Saved data entries

------------------------------------------------

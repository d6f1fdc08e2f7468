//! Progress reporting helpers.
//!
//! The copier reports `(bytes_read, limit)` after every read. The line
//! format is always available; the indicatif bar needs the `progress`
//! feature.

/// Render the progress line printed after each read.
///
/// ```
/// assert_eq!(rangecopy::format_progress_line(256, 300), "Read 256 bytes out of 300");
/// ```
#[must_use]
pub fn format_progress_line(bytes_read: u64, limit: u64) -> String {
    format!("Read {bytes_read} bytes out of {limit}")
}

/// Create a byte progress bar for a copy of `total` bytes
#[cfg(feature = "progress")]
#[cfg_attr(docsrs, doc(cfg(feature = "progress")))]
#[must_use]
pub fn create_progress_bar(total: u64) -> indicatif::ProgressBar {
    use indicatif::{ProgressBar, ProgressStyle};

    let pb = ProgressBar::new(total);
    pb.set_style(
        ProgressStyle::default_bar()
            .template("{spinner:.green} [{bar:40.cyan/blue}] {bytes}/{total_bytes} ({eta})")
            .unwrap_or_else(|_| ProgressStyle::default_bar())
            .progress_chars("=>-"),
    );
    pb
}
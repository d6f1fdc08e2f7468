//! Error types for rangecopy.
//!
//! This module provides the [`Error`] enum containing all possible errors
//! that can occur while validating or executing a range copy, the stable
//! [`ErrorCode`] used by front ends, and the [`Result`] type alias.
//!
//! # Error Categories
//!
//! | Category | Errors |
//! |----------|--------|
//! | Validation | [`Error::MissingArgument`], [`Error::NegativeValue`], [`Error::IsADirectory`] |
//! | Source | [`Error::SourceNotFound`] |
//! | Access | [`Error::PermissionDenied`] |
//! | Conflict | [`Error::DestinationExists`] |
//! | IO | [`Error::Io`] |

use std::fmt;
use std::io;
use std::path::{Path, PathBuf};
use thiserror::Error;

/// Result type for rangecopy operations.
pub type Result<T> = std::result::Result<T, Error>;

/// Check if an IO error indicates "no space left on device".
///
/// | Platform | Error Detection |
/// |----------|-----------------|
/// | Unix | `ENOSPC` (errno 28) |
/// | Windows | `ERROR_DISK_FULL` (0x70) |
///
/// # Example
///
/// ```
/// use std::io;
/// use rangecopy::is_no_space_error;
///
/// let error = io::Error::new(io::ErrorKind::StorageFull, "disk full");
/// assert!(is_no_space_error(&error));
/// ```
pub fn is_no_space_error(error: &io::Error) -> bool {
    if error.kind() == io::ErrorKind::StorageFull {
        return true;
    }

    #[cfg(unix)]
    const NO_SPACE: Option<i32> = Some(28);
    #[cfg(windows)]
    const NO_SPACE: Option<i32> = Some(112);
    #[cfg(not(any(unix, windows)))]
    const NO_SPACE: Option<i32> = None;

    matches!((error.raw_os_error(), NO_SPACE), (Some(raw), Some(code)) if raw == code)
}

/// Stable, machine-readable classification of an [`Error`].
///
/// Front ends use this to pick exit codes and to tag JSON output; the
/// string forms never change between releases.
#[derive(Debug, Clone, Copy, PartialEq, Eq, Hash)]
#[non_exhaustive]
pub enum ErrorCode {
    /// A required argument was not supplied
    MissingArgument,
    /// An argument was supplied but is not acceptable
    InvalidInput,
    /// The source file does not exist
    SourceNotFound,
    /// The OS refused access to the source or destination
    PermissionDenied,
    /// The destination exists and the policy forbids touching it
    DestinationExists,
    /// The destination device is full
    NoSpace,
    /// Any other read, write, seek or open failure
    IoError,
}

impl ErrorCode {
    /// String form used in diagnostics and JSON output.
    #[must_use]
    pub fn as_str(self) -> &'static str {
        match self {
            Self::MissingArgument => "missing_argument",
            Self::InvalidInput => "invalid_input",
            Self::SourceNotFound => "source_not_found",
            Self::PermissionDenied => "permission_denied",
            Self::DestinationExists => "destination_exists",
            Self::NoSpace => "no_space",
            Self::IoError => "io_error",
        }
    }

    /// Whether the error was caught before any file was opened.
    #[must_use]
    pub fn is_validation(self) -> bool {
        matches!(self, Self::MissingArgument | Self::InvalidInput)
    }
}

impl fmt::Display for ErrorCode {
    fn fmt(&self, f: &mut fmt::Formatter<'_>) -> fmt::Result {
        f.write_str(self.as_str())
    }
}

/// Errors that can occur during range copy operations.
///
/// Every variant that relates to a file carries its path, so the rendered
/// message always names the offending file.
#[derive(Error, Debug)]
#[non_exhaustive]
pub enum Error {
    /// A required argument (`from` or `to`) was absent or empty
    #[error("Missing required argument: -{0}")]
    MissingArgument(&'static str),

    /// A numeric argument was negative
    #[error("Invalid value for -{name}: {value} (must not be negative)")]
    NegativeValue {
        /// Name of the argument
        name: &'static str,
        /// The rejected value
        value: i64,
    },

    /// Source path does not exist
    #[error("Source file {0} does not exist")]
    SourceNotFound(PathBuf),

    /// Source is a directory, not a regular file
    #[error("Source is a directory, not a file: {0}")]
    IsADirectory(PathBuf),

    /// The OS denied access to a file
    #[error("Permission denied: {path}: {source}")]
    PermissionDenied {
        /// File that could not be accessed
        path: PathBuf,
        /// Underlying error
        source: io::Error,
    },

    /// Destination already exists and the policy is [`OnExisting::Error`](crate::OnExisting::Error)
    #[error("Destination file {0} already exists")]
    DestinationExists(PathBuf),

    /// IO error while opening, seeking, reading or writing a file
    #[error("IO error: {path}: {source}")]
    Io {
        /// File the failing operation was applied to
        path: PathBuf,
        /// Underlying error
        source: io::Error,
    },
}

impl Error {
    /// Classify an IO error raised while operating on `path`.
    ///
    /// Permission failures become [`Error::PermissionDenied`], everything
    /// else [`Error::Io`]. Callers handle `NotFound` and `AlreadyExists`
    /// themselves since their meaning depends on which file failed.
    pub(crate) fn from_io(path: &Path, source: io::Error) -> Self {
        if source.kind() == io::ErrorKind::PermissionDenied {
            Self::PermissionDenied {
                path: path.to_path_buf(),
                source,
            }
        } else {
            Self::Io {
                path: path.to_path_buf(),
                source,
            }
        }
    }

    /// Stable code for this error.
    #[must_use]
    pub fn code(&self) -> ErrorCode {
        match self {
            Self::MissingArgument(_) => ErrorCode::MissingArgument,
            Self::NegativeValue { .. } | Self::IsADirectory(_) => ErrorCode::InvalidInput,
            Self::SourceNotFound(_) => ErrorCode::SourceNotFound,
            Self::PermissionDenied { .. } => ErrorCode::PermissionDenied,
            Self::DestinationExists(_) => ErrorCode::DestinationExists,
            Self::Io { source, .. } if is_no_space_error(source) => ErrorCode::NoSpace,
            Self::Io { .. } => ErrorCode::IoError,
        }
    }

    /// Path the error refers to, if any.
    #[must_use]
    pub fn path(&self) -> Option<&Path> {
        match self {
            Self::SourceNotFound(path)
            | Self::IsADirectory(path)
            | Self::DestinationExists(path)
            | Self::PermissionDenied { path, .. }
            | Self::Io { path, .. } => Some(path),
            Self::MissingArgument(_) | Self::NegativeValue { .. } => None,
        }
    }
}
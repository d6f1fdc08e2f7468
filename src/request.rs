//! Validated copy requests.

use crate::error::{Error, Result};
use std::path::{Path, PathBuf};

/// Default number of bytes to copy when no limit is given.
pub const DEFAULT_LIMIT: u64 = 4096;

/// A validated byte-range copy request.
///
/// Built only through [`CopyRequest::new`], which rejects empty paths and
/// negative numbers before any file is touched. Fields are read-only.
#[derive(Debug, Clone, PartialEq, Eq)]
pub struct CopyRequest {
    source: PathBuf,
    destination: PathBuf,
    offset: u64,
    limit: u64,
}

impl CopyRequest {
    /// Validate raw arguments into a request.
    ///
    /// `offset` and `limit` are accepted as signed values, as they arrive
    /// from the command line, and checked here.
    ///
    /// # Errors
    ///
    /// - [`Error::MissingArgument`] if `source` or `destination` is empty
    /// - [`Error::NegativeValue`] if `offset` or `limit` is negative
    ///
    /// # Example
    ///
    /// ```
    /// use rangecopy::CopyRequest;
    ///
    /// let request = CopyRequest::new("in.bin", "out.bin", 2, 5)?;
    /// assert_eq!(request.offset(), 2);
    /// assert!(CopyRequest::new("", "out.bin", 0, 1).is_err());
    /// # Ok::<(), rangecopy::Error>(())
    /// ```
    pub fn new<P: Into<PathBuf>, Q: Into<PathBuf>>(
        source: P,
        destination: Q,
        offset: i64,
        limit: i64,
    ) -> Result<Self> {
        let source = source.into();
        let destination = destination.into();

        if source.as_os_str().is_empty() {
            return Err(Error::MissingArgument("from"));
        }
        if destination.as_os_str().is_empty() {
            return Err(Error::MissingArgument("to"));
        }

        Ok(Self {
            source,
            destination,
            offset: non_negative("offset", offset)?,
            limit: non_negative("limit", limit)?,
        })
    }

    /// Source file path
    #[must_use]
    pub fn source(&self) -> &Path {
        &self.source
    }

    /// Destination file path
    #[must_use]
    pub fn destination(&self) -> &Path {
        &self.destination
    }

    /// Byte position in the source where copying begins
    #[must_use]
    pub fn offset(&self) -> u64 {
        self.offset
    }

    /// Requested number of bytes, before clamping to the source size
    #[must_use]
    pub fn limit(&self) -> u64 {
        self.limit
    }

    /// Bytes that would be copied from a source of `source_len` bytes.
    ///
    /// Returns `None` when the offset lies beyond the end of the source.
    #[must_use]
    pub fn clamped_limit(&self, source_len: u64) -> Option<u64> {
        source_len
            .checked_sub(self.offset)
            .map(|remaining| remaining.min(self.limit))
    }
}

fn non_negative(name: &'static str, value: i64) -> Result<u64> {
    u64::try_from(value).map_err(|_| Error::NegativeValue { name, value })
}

------------------------------------------------

WHAT IS NEEDED:
Find the lines above with the word "Clone". Copy them out.

EXERCISE OUTPUT:
#[derive(Debug, Clone, Copy, PartialEq, Eq, Hash)]
#[derive(Debug, Clone, PartialEq, Eq)]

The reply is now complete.